◆ ENTRIES PROVIDED ◆
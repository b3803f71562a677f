use std::env;
use std::fmt;
use std::net::{IpAddr, SocketAddr};

use chrono::NaiveTime;

pub const DEFAULT_REMINDER_TIME: &str = "09:00";
pub const DEFAULT_MAIL_FROM: &str = "noreply@hiretrack.local";

/// Distinguishes runtime behavior for different stages of the service.
#[derive(Debug, Clone, Copy, PartialEq, Eq)]
pub enum AppEnvironment {
    Development,
    Test,
    Production,
}

impl AppEnvironment {
    fn from_str(value: &str) -> Self {
        match value.trim().to_ascii_lowercase().as_str() {
            "prod" | "production" => Self::Production,
            "test" | "ci" => Self::Test,
            _ => Self::Development,
        }
    }
}

/// Top-level configuration for the application.
#[derive(Debug, Clone)]
pub struct AppConfig {
    pub environment: AppEnvironment,
    pub server: ServerConfig,
    pub telemetry: TelemetryConfig,
    pub reminders: ReminderConfig,
}

impl AppConfig {
    pub fn load() -> Result<Self, ConfigError> {
        dotenvy::dotenv().ok();

        let environment = AppEnvironment::from_str(
            &env::var("APP_ENV").unwrap_or_else(|_| "development".to_string()),
        );

        let host = env::var("APP_HOST").unwrap_or_else(|_| "127.0.0.1".to_string());
        let port = env::var("APP_PORT")
            .unwrap_or_else(|_| "3000".to_string())
            .parse::<u16>()
            .map_err(|_| ConfigError::InvalidPort)?;

        let log_level = env::var("APP_LOG_LEVEL").unwrap_or_else(|_| "info".to_string());

        Ok(Self {
            environment,
            server: ServerConfig { host, port },
            telemetry: TelemetryConfig { log_level },
            reminders: ReminderConfig::from_env()?,
        })
    }
}

/// Settings controlling the HTTP server binding.
#[derive(Debug, Clone)]
pub struct ServerConfig {
    pub host: String,
    pub port: u16,
}

impl ServerConfig {
    pub fn socket_addr(&self) -> Result<SocketAddr, ConfigError> {
        if self.host.eq_ignore_ascii_case("localhost") {
            return Ok(SocketAddr::new(IpAddr::from([127, 0, 0, 1]), self.port));
        }

        let ip: IpAddr = self
            .host
            .parse()
            .map_err(|source| ConfigError::InvalidHost { source })?;

        Ok(SocketAddr::new(ip, self.port))
    }
}

/// Tracing controls.
#[derive(Debug, Clone)]
pub struct TelemetryConfig {
    pub log_level: String,
}

/// When and from whom the daily reminder goes out.
#[derive(Debug, Clone, PartialEq, Eq)]
pub struct ReminderConfig {
    pub enabled: bool,
    /// Local wall-clock time of the daily run.
    pub send_at: NaiveTime,
    pub sender: String,
}

impl ReminderConfig {
    fn from_env() -> Result<Self, ConfigError> {
        let enabled = match env::var("APP_REMINDERS_ENABLED") {
            Ok(raw) => parse_flag(&raw).ok_or(ConfigError::InvalidFlag {
                name: "APP_REMINDERS_ENABLED",
                value: raw,
            })?,
            Err(_) => true,
        };

        let raw_time =
            env::var("APP_REMINDER_TIME").unwrap_or_else(|_| DEFAULT_REMINDER_TIME.to_string());
        let send_at = NaiveTime::parse_from_str(raw_time.trim(), "%H:%M")
            .map_err(|source| ConfigError::InvalidReminderTime {
                value: raw_time.clone(),
                source,
            })?;

        let sender = env::var("APP_MAIL_FROM")
            .ok()
            .map(|value| value.trim().to_string())
            .filter(|value| !value.is_empty())
            .unwrap_or_else(|| DEFAULT_MAIL_FROM.to_string());

        Ok(Self {
            enabled,
            send_at,
            sender,
        })
    }
}

impl Default for ReminderConfig {
    fn default() -> Self {
        Self {
            enabled: true,
            send_at: NaiveTime::from_hms_opt(9, 0, 0).unwrap_or_default(),
            sender: DEFAULT_MAIL_FROM.to_string(),
        }
    }
}

fn parse_flag(raw: &str) -> Option<bool> {
    match raw.trim().to_ascii_lowercase().as_str() {
        "1" | "true" | "yes" | "on" => Some(true),
        "0" | "false" | "no" | "off" => Some(false),
        _ => None,
    }
}

#[derive(Debug)]
pub enum ConfigError {
    InvalidPort,
    InvalidHost {
        source: std::net::AddrParseError,
    },
    InvalidFlag {
        name: &'static str,
        value: String,
    },
    InvalidReminderTime {
        value: String,
        source: chrono::ParseError,
    },
}

impl fmt::Display for ConfigError {
    fn fmt(&self, f: &mut fmt::Formatter<'_>) -> fmt::Result {
        match self {
            ConfigError::InvalidPort => write!(f, "APP_PORT must be a valid u16"),
            ConfigError::InvalidHost { .. } => {
                write!(f, "APP_HOST must parse to an IPv4 or IPv6 address")
            }
            ConfigError::InvalidFlag { name, value } => {
                write!(f, "{name} must be true or false (got '{value}')")
            }
            ConfigError::InvalidReminderTime { value, .. } => {
                write!(f, "APP_REMINDER_TIME must be HH:MM (got '{value}')")
            }
        }
    }
}

impl std::error::Error for ConfigError {
    fn source(&self) -> Option<&(dyn std::error::Error + 'static)> {
        match self {
            ConfigError::InvalidPort | ConfigError::InvalidFlag { .. } => None,
            ConfigError::InvalidHost { source } => Some(source),
            ConfigError::InvalidReminderTime { source, .. } => Some(source),
        }
    }
}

◆ PROBLEM DESCRIPTION ◆
Where in the entries above does the word "AppEnvironment" appear? Copy each line that has it.

◆ RESPONSE ◆
pub enum AppEnvironment {
impl AppEnvironment {
    pub environment: AppEnvironment,
        let environment = AppEnvironment::from_str(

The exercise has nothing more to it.